**Activity:** How many lines of these entries hold the string "self"? Reply with the number alone.

**Data section:**
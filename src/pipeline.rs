use std::path::Path;

use crate::app::AppState;
use crate::error::{AppError, Result};
use crate::queue::{self, task::Task, task::TaskOrigin};
use crate::scan;
use crate::types::{FileReport, ProcessingOutcome, RunSummary};

/// Create the output root up front so a bad location is a setup failure
/// rather than one error per file.
pub async fn prepare_output_root(state: &AppState) -> Result<()> {
    let root = state.organizer.output_root();
    tokio::fs::create_dir_all(root).await.map_err(|e| {
        AppError::Setup(format!(
            "cannot create output directory '{}': {e}",
            root.display()
        ))
    })
}

/// Classify one file and move it to its destination.
///
/// Classification problems are not errors: the file goes to the failure
/// bucket. Only filesystem problems are returned as `Err`.
pub async fn process_file(state: &AppState, source: &Path) -> Result<FileReport> {
    let file_name = source
        .file_name()
        .map(|n| n.to_string_lossy().to_string())
        .ok_or_else(|| AppError::Filesystem(format!("Invalid file path {}", source.display())))?;

    let outcome = state.classifier.classify_file(source).await?;

    if let ProcessingOutcome::Failure(reason) = &outcome {
        tracing::warn!(
            file = %file_name,
            reason = %reason,
            "Could not classify document, moving to failure bucket"
        );
    }

    let report = state.organizer.organize(source, &outcome).await?;

    tracing::info!(
        file = %file_name,
        destination = %report.destination.display(),
        placement = ?report.placement,
        "Moved file"
    );

    Ok(report)
}

/// One-shot mode: process every file currently in `input_dir`.
pub async fn process_directory(state: &AppState, input_dir: &Path) -> Result<RunSummary> {
    let files = scan::list_input_files(input_dir).await?;

    if files.is_empty() {
        tracing::info!(input = %input_dir.display(), "No files to process");
        return Ok(RunSummary::default());
    }

    tracing::info!(
        count = files.len(),
        input = %input_dir.display(),
        output = %state.organizer.output_root().display(),
        "Processing files"
    );

    {
        let mut file_queue = state.file_queue.write().await;
        for path in files {
            file_queue.enqueue(Task::new(path, TaskOrigin::Scan));
        }
    }

    Ok(queue::drain_queue(state).await)
}

#[cfg(test)]
mod tests {
    use super::*;
    use crate::classifier::{ClassificationError, DocumentImage, LabelService};
    use crate::config::AppConfig;
    use crate::organizer::FAILED_DIR;
    use async_trait::async_trait;
    use std::collections::HashMap;
    use std::path::PathBuf;

    /// Replies keyed by file name; unknown names get an unparseable reply.
    struct ScriptedService {
        replies: HashMap<String, std::result::Result<String, ClassificationError>>,
    }

    #[async_trait]
    impl LabelService for ScriptedService {
        async fn label(
            &self,
            image: &DocumentImage<'_>,
        ) -> std::result::Result<String, ClassificationError> {
            self.replies
                .get(image.file_name)
                .cloned()
                .unwrap_or_else(|| Ok("not json".to_string()))
        }
    }

    fn label(doc_type: &str, serial: &str) -> std::result::Result<String, ClassificationError> {
        Ok(format!(
            r#"{{"documentType": "{doc_type}", "serialNumber": "{serial}", "site": "ATR 60"}}"#
        ))
    }

    fn state(
        output: PathBuf,
        replies: Vec<(&str, std::result::Result<String, ClassificationError>)>,
    ) -> AppState {
        let mut config = AppConfig::default();
        config.output.root = output;
        let service = ScriptedService {
            replies: replies
                .into_iter()
                .map(|(k, v)| (k.to_string(), v))
                .collect(),
        };
        AppState::with_service(config, Box::new(service))
    }

    fn count_files(dir: &Path) -> usize {
        let mut count = 0;
        for entry in std::fs::read_dir(dir).unwrap() {
            let entry = entry.unwrap();
            if entry.file_type().unwrap().is_dir() {
                count += count_files(&entry.path());
            } else {
                count += 1;
            }
        }
        count
    }

    #[tokio::test]
    async fn test_success_example() {
        let tmp = tempfile::tempdir().unwrap();
        let input = tmp.path().join("in");
        std::fs::create_dir(&input).unwrap();
        std::fs::write(input.join("scan1.jpg"), b"jpeg").unwrap();

        let out = tmp.path().join("out");
        let state = state(out.clone(), vec![("scan1.jpg", label("Delivery Challan", "67890"))]);

        let summary = process_directory(&state, &input).await.unwrap();

        assert_eq!(summary.sorted, 1);
        assert!(out.join("delivery_challan/delivery_challan_67890.jpg").exists());
        assert!(!input.join("scan1.jpg").exists());
    }

    #[tokio::test]
    async fn test_failure_example() {
        let tmp = tempfile::tempdir().unwrap();
        let input = tmp.path().join("in");
        std::fs::create_dir(&input).unwrap();
        std::fs::write(input.join("blurry.png"), b"blurry pixels").unwrap();

        let out = tmp.path().join("out");
        let state = state(out.clone(), vec![]);

        let summary = process_directory(&state, &input).await.unwrap();

        assert_eq!(summary.quarantined, 1);
        let moved = out.join(FAILED_DIR).join("blurry.png");
        assert_eq!(std::fs::read(moved).unwrap(), b"blurry pixels");
        assert!(!input.join("blurry.png").exists());
    }

    #[tokio::test]
    async fn test_no_file_lost_or_duplicated() {
        let tmp = tempfile::tempdir().unwrap();
        let input = tmp.path().join("in");
        std::fs::create_dir(&input).unwrap();
        let names = [
            "a.jpg", "b.jpg", "c.png", "d.jpg", "e.txt", "f.jpeg", "g.png",
        ];
        for name in names {
            std::fs::write(input.join(name), name.as_bytes()).unwrap();
        }

        let out = tmp.path().join("out");
        let state = state(
            out.clone(),
            vec![
                ("a.jpg", label("Receipt Memo", "58653")),
                // Same label as a.jpg: must not overwrite.
                ("b.jpg", label("Receipt Memo", "58653")),
                ("c.png", label("Unknown", "1")),
                ("d.jpg", Err(ClassificationError::Unreachable("offline".to_string()))),
                ("f.jpeg", label("Goods Received Note", "GRN-77")),
            ],
        );

        let summary = process_directory(&state, &input).await.unwrap();

        assert_eq!(summary.total(), names.len());
        assert_eq!(summary.sorted, 3);
        assert_eq!(summary.quarantined, 4);
        assert_eq!(summary.errored, 0);
        assert_eq!(count_files(&out), names.len());
        assert_eq!(count_files(&input), 0);

        assert!(out.join("receipt_memo/receipt_memo_58653.jpg").exists());
        assert!(out.join("receipt_memo/receipt_memo_58653_1.jpg").exists());
        assert!(out.join("goods_received_note/goods_received_note_GRN77.jpeg").exists());
        for name in ["c.png", "d.jpg", "e.txt", "g.png"] {
            assert!(out.join(FAILED_DIR).join(name).exists(), "{name}");
        }
    }

    #[tokio::test]
    async fn test_empty_input() {
        let tmp = tempfile::tempdir().unwrap();
        let state = state(tmp.path().join("out"), vec![]);
        let summary = process_directory(&state, tmp.path()).await.unwrap();
        assert_eq!(summary, RunSummary::default());
    }

    #[tokio::test]
    async fn test_hidden_files_left_in_place() {
        let tmp = tempfile::tempdir().unwrap();
        let input = tmp.path().join("in");
        let out = tmp.path().join("out");
        std::fs::create_dir(&input).unwrap();
        std::fs::write(input.join(".scan2.jpg"), b"hidden").unwrap();
        std::fs::write(input.join("scan1.jpg"), b"visible").unwrap();

        let state = state(out.clone(), vec![("scan1.jpg", label("Oil Issue", "7"))]);
        let summary = process_directory(&state, &input).await.unwrap();

        assert_eq!(summary.total(), 1);
        assert_eq!(summary.sorted, 1);
        assert_eq!(std::fs::read(input.join(".scan2.jpg")).unwrap(), b"hidden");
        assert!(!out.join(FAILED_DIR).join(".scan2.jpg").exists());
    }

    #[tokio::test]
    async fn test_process_missing_file_is_error() {
        let tmp = tempfile::tempdir().unwrap();
        let state = state(tmp.path().join("out"), vec![]);
        let result = process_file(&state, &tmp.path().join("gone.jpg")).await;
        assert!(matches!(result, Err(AppError::Filesystem(_))));
    }

    #[tokio::test]
    async fn test_prepare_output_root() {
        let tmp = tempfile::tempdir().unwrap();
        let out = tmp.path().join("nested/out");
        let state = state(out.clone(), vec![]);
        prepare_output_root(&state).await.unwrap();
        assert!(out.is_dir());
    }
}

**Solution to this problem:** 3